» **Assignment**:
Reproduce the records word for word, with nothing left out.

» **Material supplied**:
§
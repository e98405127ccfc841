use std::collections::HashSet;

use akashi_common::AppError;
use akashi_models::{Role, PERMISSION_READ, RESOURCE_AGENT_TRACES};
use sqlx::PgPool;
use tracing::warn;
use uuid::Uuid;

use crate::services::jwt::Claims;

/// The set of agent ids a caller may read. Admins get the wildcard; everyone
/// else gets their own id (writers only) plus whatever non-expired grants
/// name them as grantee.
#[derive(Debug, Clone)]
pub enum GrantedSet {
    All,
    Only(HashSet<String>),
}

impl GrantedSet {
    pub fn empty() -> Self {
        GrantedSet::Only(HashSet::new())
    }

    pub fn allows(&self, agent_id: &str) -> bool {
        match self {
            GrantedSet::All => true,
            GrantedSet::Only(set) => set.contains(agent_id),
        }
    }

    /// Conflicts require access to both sides of the pair.
    pub fn allows_pair(&self, agent_a: &str, agent_b: &str) -> bool {
        self.allows(agent_a) && self.allows(agent_b)
    }

    pub fn is_empty(&self) -> bool {
        match self {
            GrantedSet::All => false,
            GrantedSet::Only(set) => set.is_empty(),
        }
    }

    /// The ids to bind into `agent_id = ANY($n)` filters; `None` means no
    /// filter (wildcard).
    pub fn as_filter(&self) -> Option<Vec<String>> {
        match self {
            GrantedSet::All => None,
            GrantedSet::Only(set) => Some(set.iter().cloned().collect()),
        }
    }
}

/// Load the caller's granted set in a single query. A malformed subject UUID
/// is a denial, never an internal error.
pub async fn load_granted_set(pool: &PgPool, claims: &Claims) -> Result<GrantedSet, AppError> {
    if claims.role.is_admin() {
        return Ok(GrantedSet::All);
    }

    let Some(subject) = claims.subject_uuid() else {
        warn!(sub = %claims.sub, "malformed subject uuid in claims; denying all access");
        return Ok(GrantedSet::empty());
    };

    let mut set = HashSet::new();
    if claims.role.can_write() {
        set.insert(claims.agent_id.clone());
    }

    let rows: Vec<(Option<String>,)> = sqlx::query_as(
        r#"
        SELECT resource_id
        FROM access_grants
        WHERE org_id = $1
          AND grantee_id = $2
          AND resource_type = $3
          AND permission = $4
          AND (expires_at IS NULL OR expires_at > NOW())
        "#,
    )
    .bind(claims.org_id)
    .bind(subject)
    .bind(RESOURCE_AGENT_TRACES)
    .bind(PERMISSION_READ)
    .fetch_all(pool)
    .await?;

    for (resource_id,) in rows {
        match resource_id {
            // A grant without a target agent covers the whole organization.
            None => return Ok(GrantedSet::All),
            Some(agent_id) => {
                set.insert(agent_id);
            }
        }
    }

    Ok(GrantedSet::Only(set))
}

/// May the caller read `agent_id`'s data at all?
pub async fn can_read_agent(
    pool: &PgPool,
    claims: &Claims,
    agent_id: &str,
) -> Result<bool, AppError> {
    if claims.role.is_admin() {
        return Ok(true);
    }
    if claims.role >= Role::Agent && claims.agent_id == agent_id {
        return Ok(true);
    }
    let set = load_granted_set(pool, claims).await?;
    Ok(set.allows(agent_id))
}

#[cfg(test)]
mod tests {
    use super::*;

    #[test]
    fn wildcard_admits_everything() {
        let set = GrantedSet::All;
        assert!(set.allows("anyone"));
        assert!(set.allows_pair("a", "b"));
        assert!(set.as_filter().is_none());
        assert!(!set.is_empty());
    }

    #[test]
    fn only_set_admits_members() {
        let set = GrantedSet::Only(["alice".to_string(), "bob".to_string()].into());
        assert!(set.allows("alice"));
        assert!(!set.allows("carol"));
        assert!(set.allows_pair("alice", "bob"));
        assert!(!set.allows_pair("alice", "carol"));
    }

    #[test]
    fn empty_set_denies_everything() {
        let set = GrantedSet::empty();
        assert!(set.is_empty());
        assert!(!set.allows("alice"));
        assert_eq!(set.as_filter().map(|f| f.len()), Some(0));
    }
}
§
» **Output of the task**:
repository e98405127ccfc841
use std::collections::HashSet;

use akashi_common::AppError;
use akashi_models::{Role, PERMISSION_READ, RESOURCE_AGENT_TRACES};
use sqlx::PgPool;
use tracing::warn;
use uuid::Uuid;

use crate::services::jwt::Claims;

/// The set of agent ids a caller may read. Admins get the wildcard; everyone
/// else gets their own id (writers only) plus whatever non-expired grants
/// name them as grantee.
#[derive(Debug, Clone)]
pub enum GrantedSet {
    All,
    Only(HashSet<String>),
}

impl GrantedSet {
    pub fn empty() -> Self {
        GrantedSet::Only(HashSet::new())
    }

    pub fn allows(&self, agent_id: &str) -> bool {
        match self {
            GrantedSet::All => true,
            GrantedSet::Only(set) => set.contains(agent_id),
        }
    }

    /// Conflicts require access to both sides of the pair.
    pub fn allows_pair(&self, agent_a: &str, agent_b: &str) -> bool {
        self.allows(agent_a) && self.allows(agent_b)
    }

    pub fn is_empty(&self) -> bool {
        match self {
            GrantedSet::All => false,
            GrantedSet::Only(set) => set.is_empty(),
        }
    }

    /// The ids to bind into `agent_id = ANY($n)` filters; `None` means no
    /// filter (wildcard).
    pub fn as_filter(&self) -> Option<Vec<String>> {
        match self {
            GrantedSet::All => None,
            GrantedSet::Only(set) => Some(set.iter().cloned().collect()),
        }
    }
}

/// Load the caller's granted set in a single query. A malformed subject UUID
/// is a denial, never an internal error.
pub async fn load_granted_set(pool: &PgPool, claims: &Claims) -> Result<GrantedSet, AppError> {
    if claims.role.is_admin() {
        return Ok(GrantedSet::All);
    }

    let Some(subject) = claims.subject_uuid() else {
        warn!(sub = %claims.sub, "malformed subject uuid in claims; denying all access");
        return Ok(GrantedSet::empty());
    };

    let mut set = HashSet::new();
    if claims.role.can_write() {
        set.insert(claims.agent_id.clone());
    }

    let rows: Vec<(Option<String>,)> = sqlx::query_as(
        r#"
        SELECT resource_id
        FROM access_grants
        WHERE org_id = $1
          AND grantee_id = $2
          AND resource_type = $3
          AND permission = $4
          AND (expires_at IS NULL OR expires_at > NOW())
        "#,
    )
    .bind(claims.org_id)
    .bind(subject)
    .bind(RESOURCE_AGENT_TRACES)
    .bind(PERMISSION_READ)
    .fetch_all(pool)
    .await?;

    for (resource_id,) in rows {
        match resource_id {
            // A grant without a target agent covers the whole organization.
            None => return Ok(GrantedSet::All),
            Some(agent_id) => {
                set.insert(agent_id);
            }
        }
    }

    Ok(GrantedSet::Only(set))
}

/// May the caller read `agent_id`'s data at all?
pub async fn can_read_agent(
    pool: &PgPool,
    claims: &Claims,
    agent_id: &str,
) -> Result<bool, AppError> {
    if claims.role.is_admin() {
        return Ok(true);
    }
    if claims.role >= Role::Agent && claims.agent_id == agent_id {
        return Ok(true);
    }
    let set = load_granted_set(pool, claims).await?;
    Ok(set.allows(agent_id))
}

#[cfg(test)]
mod tests {
    use super::*;

    #[test]
    fn wildcard_admits_everything() {
        let set = GrantedSet::All;
        assert!(set.allows("anyone"));
        assert!(set.allows_pair("a", "b"));
        assert!(set.as_filter().is_none());
        assert!(!set.is_empty());
    }

    #[test]
    fn only_set_admits_members() {
        let set = GrantedSet::Only(["alice".to_string(), "bob".to_string()].into());
        assert!(set.allows("alice"));
        assert!(!set.allows("carol"));
        assert!(set.allows_pair("alice", "bob"));
        assert!(!set.allows_pair("alice", "carol"));
    }

    #[test]
    fn empty_set_denies_everything() {
        let set = GrantedSet::empty();
        assert!(set.is_empty());
        assert!(!set.allows("alice"));
        assert_eq!(set.as_filter().map(|f| f.len()), Some(0));
    }
}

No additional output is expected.